McAvoy plays Simon Newton, an apprentice at Delancy’s, a posh London auction house that deals in artworks by the masters ‒ Rembrandt, Cezanne, etc. Much is made of the house’s high-tech security system, but when it comes down to it, we’re told, the best way to safeguard a priceless painting from more and more brazen thieves is old-fashioned sleight-of-hand. Now you see it, now you don’t. To pretend to foil the theft of Goya’s $54-million “Witches in the Air,” Simon puts it in a satchel but then, for some reason, refuses to hand it off to his confederate Franck (Cassel), who cracks him in the head. Imagine Franck’s surprise when he opens the case and finds an empty frame. What did Simon do with the painting? Hard to say because that bump on the head has caused amnesia: Simon doesn’t know where he ditched the Goya.

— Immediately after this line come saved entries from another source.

//! Swap pipeline: direction → size → approve → simulate → execute

pub mod approval;
pub mod direction;
pub mod executor;
pub mod quote;
pub mod sizing;
pub mod slippage;

pub use approval::ApprovalManager;
pub use direction::{DirectionSelector, Selection};
pub use executor::SwapExecutor;
pub use quote::QuoteSimulator;
pub use sizing::{SwapSize, SwapSizer};
pub use slippage::{min_amount_out, slippage_bps};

When the old-fashioned methods (pliers to the cuticles) fail to produce results, Franck tries a more sophisticated tack. He sends Simon to a psychiatrist who specializes in hypnotic suggestion. Dr. Elizabeth Lamb (Dawson) is good. Maybe too good. She wants in on the action as full partner. Once that’s settled, she plays Simon and Franck against one another. What’s her game? And what motivates her besides the obvious ‒ greed?

True to its title, “Trance” ‒ like Hitchcock’s “Spellbound” and Christopher Nolan’s “Inception” before it ‒ wanders in and out of dreamscapes carefully salted with clues to Simon’s suppressed past. We zip by sunflowers out of a Van Gogh. We ogle (after the gun smoke clears) what looks like a cubist rendering of half a head. We tour a virtual gallery stocked with legendary lost paintings. We experience rush-hour delirium, an MRI, premature burial and full-frontal nudity. Say what you will about “Trance,” it’s not boring.

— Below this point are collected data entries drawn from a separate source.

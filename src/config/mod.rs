//! Configuration management
//! Load settings from a .env file, validate, optionally overlay a TOML tuning file

pub mod toml_config;

pub use crate::types::BotConfig;
pub use toml_config::TuningConfig;

use crate::error::{BotError, BotResult};
use crate::types::{DelaySettings, DelayWindow, SwapSettings};
use alloy::primitives::Address;
use rust_decimal::Decimal;
use std::str::FromStr;
use tracing::warn;

const DEFAULT_FAUCET_URL: &str = "https://testnet.somnia.network/api/faucet";

/// Longest single pause a delay window may produce (one day)
pub const MAX_DELAY_SECS: f64 = 86_400.0;

/// Load configuration from the process environment (after reading `.env`)
pub fn load_config() -> BotResult<BotConfig> {
    dotenv::dotenv().ok();
    config_from_lookup(|key| std::env::var(key).ok())
}

/// Load configuration from a specific env file, e.g. `.env.somnia`
pub fn load_config_from_file(path: &str) -> BotResult<BotConfig> {
    dotenv::from_filename(path)
        .map_err(|e| BotError::config(format!("cannot read env file {}: {}", path, e)))?;
    config_from_lookup(|key| std::env::var(key).ok())
}

/// Build and validate a config from any key → value source
pub fn config_from_lookup<F>(lookup: F) -> BotResult<BotConfig>
where
    F: Fn(&str) -> Option<String>,
{
    let get = |key: &str| lookup(key).map(|v| v.trim().to_string()).filter(|v| !v.is_empty());
    let required = |key: &str| get(key).ok_or_else(|| BotError::config(format!("{} not set", key)));

    let private_key = required("PRIVATE_KEY")?;
    validate_private_key(&private_key)?;

    let chain_id = match get("CHAIN_ID") {
        Some(raw) => {
            let id: u64 = raw
                .parse()
                .map_err(|_| BotError::config(format!("CHAIN_ID is not a number: {}", raw)))?;
            // 0 means "detect from RPC"
            (id != 0).then_some(id)
        }
        None => None,
    };

    let swap = SwapSettings {
        min_swap_percent: parse_decimal(&get, "MIN_SWAP_PERCENT", "5")?,
        max_swap_percent: parse_decimal(&get, "MAX_SWAP_PERCENT", "15")?,
        slippage_percent: parse_decimal(&get, "SLIPPAGE_PERCENT", "0.5")?,
        pool_fee: parse_number(&get, "POOL_FEE_TIER", 500)?,
        deadline_secs: parse_number(&get, "SWAP_DEADLINE_SECONDS", 600)?,
        swaps_per_run: get("NUM_SWAPS")
            .map(|raw| {
                raw.parse::<u32>()
                    .map_err(|_| BotError::config(format!("NUM_SWAPS is not a number: {}", raw)))
            })
            .transpose()?,
        negligible_balance: parse_decimal(&get, "NEGLIGIBLE_BALANCE", "0.00001")?,
        min_native_balance: parse_decimal(&get, "MIN_NATIVE_BALANCE", "0.001")?,
    };

    let delays = DelaySettings {
        between_swaps: parse_window(&get, "SWAP_DELAY", 10.0, 10.0)?,
        after_tx: parse_window(&get, "TX_DELAY", 5.0, 5.0)?,
        after_approval: parse_window(&get, "APPROVAL_DELAY", 2.0, 1.0)?,
        between_phases: parse_window(&get, "PHASE_DELAY", 15.0, 10.0)?,
        skipped_iteration: DelayWindow::new(1.0, 0.0),
    };

    let config = BotConfig {
        rpc_url: required("RPC_URL")?,
        chain_id,
        tx_explorer: get("TX_EXPLORER").unwrap_or_default(),
        native_symbol: get("NATIVE_CURRENCY_SYMBOL").unwrap_or_else(|| "NativeCoin".to_string()),
        private_key,
        router: parse_address(&required("ROUTER_ADDRESS")?, "ROUTER_ADDRESS")?,
        token_a: parse_address(&required("TOKEN_A_ADDRESS")?, "TOKEN_A_ADDRESS")?,
        token_b: parse_address(&required("TOKEN_B_ADDRESS")?, "TOKEN_B_ADDRESS")?,
        token_a_name: get("TOKEN_A_NAME").unwrap_or_else(|| "PONG".to_string()),
        token_b_name: get("TOKEN_B_NAME").unwrap_or_else(|| "PING".to_string()),
        faucet_url: get("FAUCET_URL").unwrap_or_else(|| DEFAULT_FAUCET_URL.to_string()),
        faucet_enabled: parse_bool(&get, "ENABLE_FAUCET", true)?,
        mint_enabled: parse_bool(&get, "ENABLE_MINT", true)?,
        swap,
        delays,
        discord_webhook: get("DISCORD_WEBHOOK"),
    };

    validate(&config)?;
    Ok(config)
}

/// Cross-field checks. Run again after tuning overrides are applied.
pub fn validate(config: &BotConfig) -> BotResult<()> {
    if !config.rpc_url.starts_with("http://") && !config.rpc_url.starts_with("https://") {
        return Err(BotError::config(format!(
            "RPC_URL must be an http(s) endpoint: {}",
            config.rpc_url
        )));
    }

    if config.token_a == config.token_b {
        return Err(BotError::config("TOKEN_A_ADDRESS and TOKEN_B_ADDRESS are identical"));
    }
    if config.router == config.token_a || config.router == config.token_b {
        return Err(BotError::config("ROUTER_ADDRESS must differ from the token addresses"));
    }

    let swap = &config.swap;
    let hundred = Decimal::ONE_HUNDRED;
    if swap.slippage_percent < Decimal::ZERO || swap.slippage_percent >= hundred {
        return Err(BotError::config(format!(
            "SLIPPAGE_PERCENT must be in [0, 100): {}",
            swap.slippage_percent
        )));
    }
    if swap.min_swap_percent <= Decimal::ZERO || swap.max_swap_percent > hundred {
        return Err(BotError::config(format!(
            "swap percentages must be in (0, 100]: {}..{}",
            swap.min_swap_percent, swap.max_swap_percent
        )));
    }
    if swap.min_swap_percent > swap.max_swap_percent {
        return Err(BotError::config(format!(
            "MIN_SWAP_PERCENT ({}) exceeds MAX_SWAP_PERCENT ({})",
            swap.min_swap_percent, swap.max_swap_percent
        )));
    }
    if swap.swaps_per_run == Some(0) {
        return Err(BotError::config("NUM_SWAPS must be at least 1"));
    }
    if swap.pool_fee > 0xFF_FFFF {
        return Err(BotError::config(format!("POOL_FEE_TIER exceeds uint24: {}", swap.pool_fee)));
    }
    if swap.negligible_balance < Decimal::ZERO {
        return Err(BotError::config("NEGLIGIBLE_BALANCE must not be negative"));
    }

    let d = &config.delays;
    for (name, w) in [
        ("SWAP_DELAY", d.between_swaps),
        ("TX_DELAY", d.after_tx),
        ("APPROVAL_DELAY", d.after_approval),
        ("PHASE_DELAY", d.between_phases),
        ("SKIP_DELAY", d.skipped_iteration),
    ] {
        let finite = w.base_secs.is_finite() && w.jitter_secs.is_finite();
        if !finite || w.base_secs < 0.0 || w.jitter_secs < 0.0 {
            return Err(BotError::config(format!("{} must be non-negative seconds", name)));
        }
        if w.base_secs + w.jitter_secs > MAX_DELAY_SECS {
            return Err(BotError::config(format!(
                "{} base + jitter exceeds {}s: {} + {}",
                name, MAX_DELAY_SECS, w.base_secs, w.jitter_secs
            )));
        }
    }

    if config.faucet_enabled && !config.faucet_url.starts_with("http") {
        return Err(BotError::config(format!("FAUCET_URL is not a URL: {}", config.faucet_url)));
    }
    if config.tx_explorer.is_empty() {
        warn!("TX_EXPLORER not set - transaction links will show bare hashes");
    }

    Ok(())
}

fn validate_private_key(key: &str) -> BotResult<()> {
    let hex = key.strip_prefix("0x").unwrap_or(key);
    if hex.len() != 64 || !hex.chars().all(|c| c.is_ascii_hexdigit()) {
        return Err(BotError::config(
            "PRIVATE_KEY must be 32 bytes of hex (placeholder left in .env?)",
        ));
    }
    Ok(())
}

fn parse_address(raw: &str, key: &str) -> BotResult<Address> {
    let addr = Address::from_str(raw)
        .map_err(|e| BotError::config(format!("{} is not a valid address ({}): {}", key, raw, e)))?;
    if addr == Address::ZERO {
        return Err(BotError::config(format!("{} is the zero address", key)));
    }
    Ok(addr)
}

fn parse_decimal<G>(get: &G, key: &str, default: &str) -> BotResult<Decimal>
where
    G: Fn(&str) -> Option<String>,
{
    let raw = get(key).unwrap_or_else(|| default.to_string());
    Decimal::from_str(&raw)
        .map_err(|_| BotError::config(format!("{} is not a decimal number: {}", key, raw)))
}

fn parse_number<G, T>(get: &G, key: &str, default: T) -> BotResult<T>
where
    G: Fn(&str) -> Option<String>,
    T: FromStr,
{
    match get(key) {
        Some(raw) => raw
            .parse()
            .map_err(|_| BotError::config(format!("{} is not a number: {}", key, raw))),
        None => Ok(default),
    }
}

fn parse_bool<G>(get: &G, key: &str, default: bool) -> BotResult<bool>
where
    G: Fn(&str) -> Option<String>,
{
    match get(key).map(|v| v.to_lowercase()) {
        None => Ok(default),
        Some(v) => match v.as_str() {
            "1" | "true" | "yes" | "on" => Ok(true),
            "0" | "false" | "no" | "off" => Ok(false),
            _ => Err(BotError::config(format!("{} is not a boolean: {}", key, v))),
        },
    }
}

/// Reads `<PREFIX>_BASE_SECONDS` and `<PREFIX>_JITTER_SECONDS`
fn parse_window<G>(get: &G, prefix: &str, base: f64, jitter: f64) -> BotResult<DelayWindow>
where
    G: Fn(&str) -> Option<String>,
{
    Ok(DelayWindow::new(
        parse_number(get, &format!("{}_BASE_SECONDS", prefix), base)?,
        parse_number(get, &format!("{}_JITTER_SECONDS", prefix), jitter)?,
    ))
}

There’s little chance that anyone who has seen this film will play spoiler, even if he wanted to. Like a partially recovered dream, it drifts from memory before you can write it down. Think of it as a flashy time-killer, a hodgepodge of trompe l’oeil ruses that add up to your standard noir mystery, only tricked-out in digital effects.

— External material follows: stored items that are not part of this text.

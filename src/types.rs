// Core data structures for the faucet → mint → swap run

use alloy::primitives::{Address, TxHash, U160, U256};
use rust_decimal::Decimal;
use serde::Serialize;
use std::fmt;

/// Resolved ERC20 metadata. Immutable once resolved.
#[derive(Debug, Clone, PartialEq, Eq)]
pub struct TokenAsset {
    pub address: Address,
    pub symbol: String,
    pub decimals: u8,
}

/// Point-in-time balance. Never cached, every read is fresh.
#[derive(Debug, Clone)]
pub struct BalanceSnapshot {
    pub token: TokenAsset,
    /// Smallest-unit integer amount
    pub raw: U256,
    /// Human units, using the token's decimals
    pub formatted: Decimal,
}

/// Which of the two managed tokens
#[derive(Debug, Clone, Copy, PartialEq, Eq, Hash)]
pub enum TokenSide {
    A,
    B,
}

/// Parameters for one `exactInputSingle` swap.
///
/// `amount_out_minimum` stays `None` until a simulation succeeded and the
/// slippage bound was applied. The executor refuses unset minimums.
#[derive(Debug, Clone)]
pub struct SwapIntent {
    pub token_in: Address,
    pub token_out: Address,
    /// Pool fee tier (500 = 0.05%)
    pub fee_tier: u32,
    pub recipient: Address,
    pub amount_in: U256,
    pub amount_out_minimum: Option<U256>,
    /// sqrtPriceLimitX96, zero means no limit
    pub price_limit: U160,
    /// Unix timestamp after which the router rejects the swap
    pub deadline: u64,
}

impl SwapIntent {
    pub fn new(
        token_in: Address,
        token_out: Address,
        fee_tier: u32,
        recipient: Address,
        amount_in: U256,
        deadline: u64,
    ) -> Self {
        Self {
            token_in,
            token_out,
            fee_tier,
            recipient,
            amount_in,
            amount_out_minimum: None,
            price_limit: U160::ZERO,
            deadline,
        }
    }

    /// Returns a copy with the slippage-bounded minimum filled in
    pub fn with_minimum(mut self, amount_out_minimum: U256) -> Self {
        self.amount_out_minimum = Some(amount_out_minimum);
        self
    }

    pub fn is_finalized(&self) -> bool {
        self.amount_out_minimum.is_some()
    }
}

/// Confirmed transaction summary
#[derive(Debug, Clone, PartialEq, Eq)]
pub struct TxOutcome {
    pub tx_hash: TxHash,
    pub block_number: u64,
    pub gas_used: u64,
}

/// Phases of a run, in execution order
#[derive(Debug, Clone, Copy, PartialEq, Eq, Serialize)]
pub enum PhaseName {
    Faucet,
    Mint,
    Swap,
}

impl fmt::Display for PhaseName {
    fn fmt(&self, f: &mut fmt::Formatter) -> fmt::Result {
        match self {
            PhaseName::Faucet => write!(f, "Faucet"),
            PhaseName::Mint => write!(f, "Mint"),
            PhaseName::Swap => write!(f, "Swap"),
        }
    }
}

/// Outcome of one phase. Logged and used for continuation decisions only.
#[derive(Debug, Clone, Serialize)]
pub struct PhaseResult {
    pub phase: PhaseName,
    pub succeeded: bool,
    pub detail: String,
}

impl PhaseResult {
    pub fn ok(phase: PhaseName, detail: impl Into<String>) -> Self {
        Self {
            phase,
            succeeded: true,
            detail: detail.into(),
        }
    }

    pub fn failed(phase: PhaseName, detail: impl Into<String>) -> Self {
        Self {
            phase,
            succeeded: false,
            detail: detail.into(),
        }
    }
}

impl fmt::Display for PhaseResult {
    fn fmt(&self, f: &mut fmt::Formatter) -> fmt::Result {
        let status = if self.succeeded { "OK" } else { "FAILED" };
        write!(f, "[{}] {}: {}", status, self.phase, self.detail)
    }
}

/// Base + uniform jitter, in seconds
#[derive(Debug, Clone, Copy, PartialEq)]
pub struct DelayWindow {
    pub base_secs: f64,
    pub jitter_secs: f64,
}

impl DelayWindow {
    pub const fn new(base_secs: f64, jitter_secs: f64) -> Self {
        Self {
            base_secs,
            jitter_secs,
        }
    }
}

/// Swap policy parameters
#[derive(Debug, Clone)]
pub struct SwapSettings {
    /// Lower bound of the share of the sell-token balance to swap, in percent
    pub min_swap_percent: Decimal,
    pub max_swap_percent: Decimal,
    /// Tolerated shortfall versus the simulated quote, in percent (0.5 = 0.5%)
    pub slippage_percent: Decimal,
    pub pool_fee: u32,
    pub deadline_secs: u64,
    /// Fixed swap count; `None` draws 5..=10 at startup
    pub swaps_per_run: Option<u32>,
    /// Balances at or below this are treated as empty
    pub negligible_balance: Decimal,
    /// Native balance below this triggers a low-gas warning
    pub min_native_balance: Decimal,
}

/// Pause windows between on-chain actions
#[derive(Debug, Clone)]
pub struct DelaySettings {
    pub between_swaps: DelayWindow,
    /// After faucet claims and mints
    pub after_tx: DelayWindow,
    /// After an approval confirms
    pub after_approval: DelayWindow,
    pub between_phases: DelayWindow,
    /// Short pause when an iteration is skipped before any transaction
    pub skipped_iteration: DelayWindow,
}

/// Bot configuration
#[derive(Debug, Clone)]
pub struct BotConfig {
    // Network
    pub rpc_url: String,
    /// `None` = take whatever the RPC reports
    pub chain_id: Option<u64>,
    pub tx_explorer: String,
    pub native_symbol: String,

    // Wallet
    pub private_key: String,

    // Contracts
    pub router: Address,
    pub token_a: Address,
    pub token_b: Address,
    /// Fallback symbols when the token contract cannot be queried
    pub token_a_name: String,
    pub token_b_name: String,

    // Faucet
    pub faucet_url: String,
    pub faucet_enabled: bool,
    pub mint_enabled: bool,

    pub swap: SwapSettings,
    pub delays: DelaySettings,

    // Notifications
    pub discord_webhook: Option<String>,
}

impl BotConfig {
    pub fn token(&self, side: TokenSide) -> Address {
        match side {
            TokenSide::A => self.token_a,
            TokenSide::B => self.token_b,
        }
    }

    /// Explorer link for a transaction hash (bare hash when no explorer is set)
    pub fn tx_link(&self, tx_hash: &TxHash) -> String {
        format!("{}{:?}", self.tx_explorer, tx_hash)
    }
}

#[cfg(test)]
mod tests {
    use super::*;

    #[test]
    fn test_intent_starts_unfinalized() {
        let intent = SwapIntent::new(
            Address::repeat_byte(1),
            Address::repeat_byte(2),
            500,
            Address::repeat_byte(3),
            U256::from(1000u64),
            1_700_000_000,
        );
        assert!(!intent.is_finalized());
        assert_eq!(intent.price_limit, U160::ZERO);

        let intent = intent.with_minimum(U256::from(990u64));
        assert_eq!(intent.amount_out_minimum, Some(U256::from(990u64)));
    }

    #[test]
    fn test_phase_result_display() {
        let r = PhaseResult::failed(PhaseName::Faucet, "HTTP 500");
        assert_eq!(r.to_string(), "[FAILED] Faucet: HTTP 500");
        assert!(PhaseResult::ok(PhaseName::Mint, "2/2 minted").succeeded);
    }
}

TRANCE ✮✮1/2 With James McAvoy, Rosario Dawson, Vincent Cassel. Directed by Danny Boyle; scripted by Joe Ahearne, John Hodge. 101 min. Rated R (for violence, profanity, nudity)

2 Responses to “Trance ✮✮1/2”

  1. Syd Fox Says:

    Very irritating to look at the “trompe de noir” tripe, showing off, makes your review valueless. Syd Fox (New Zealand)
    No reply needed.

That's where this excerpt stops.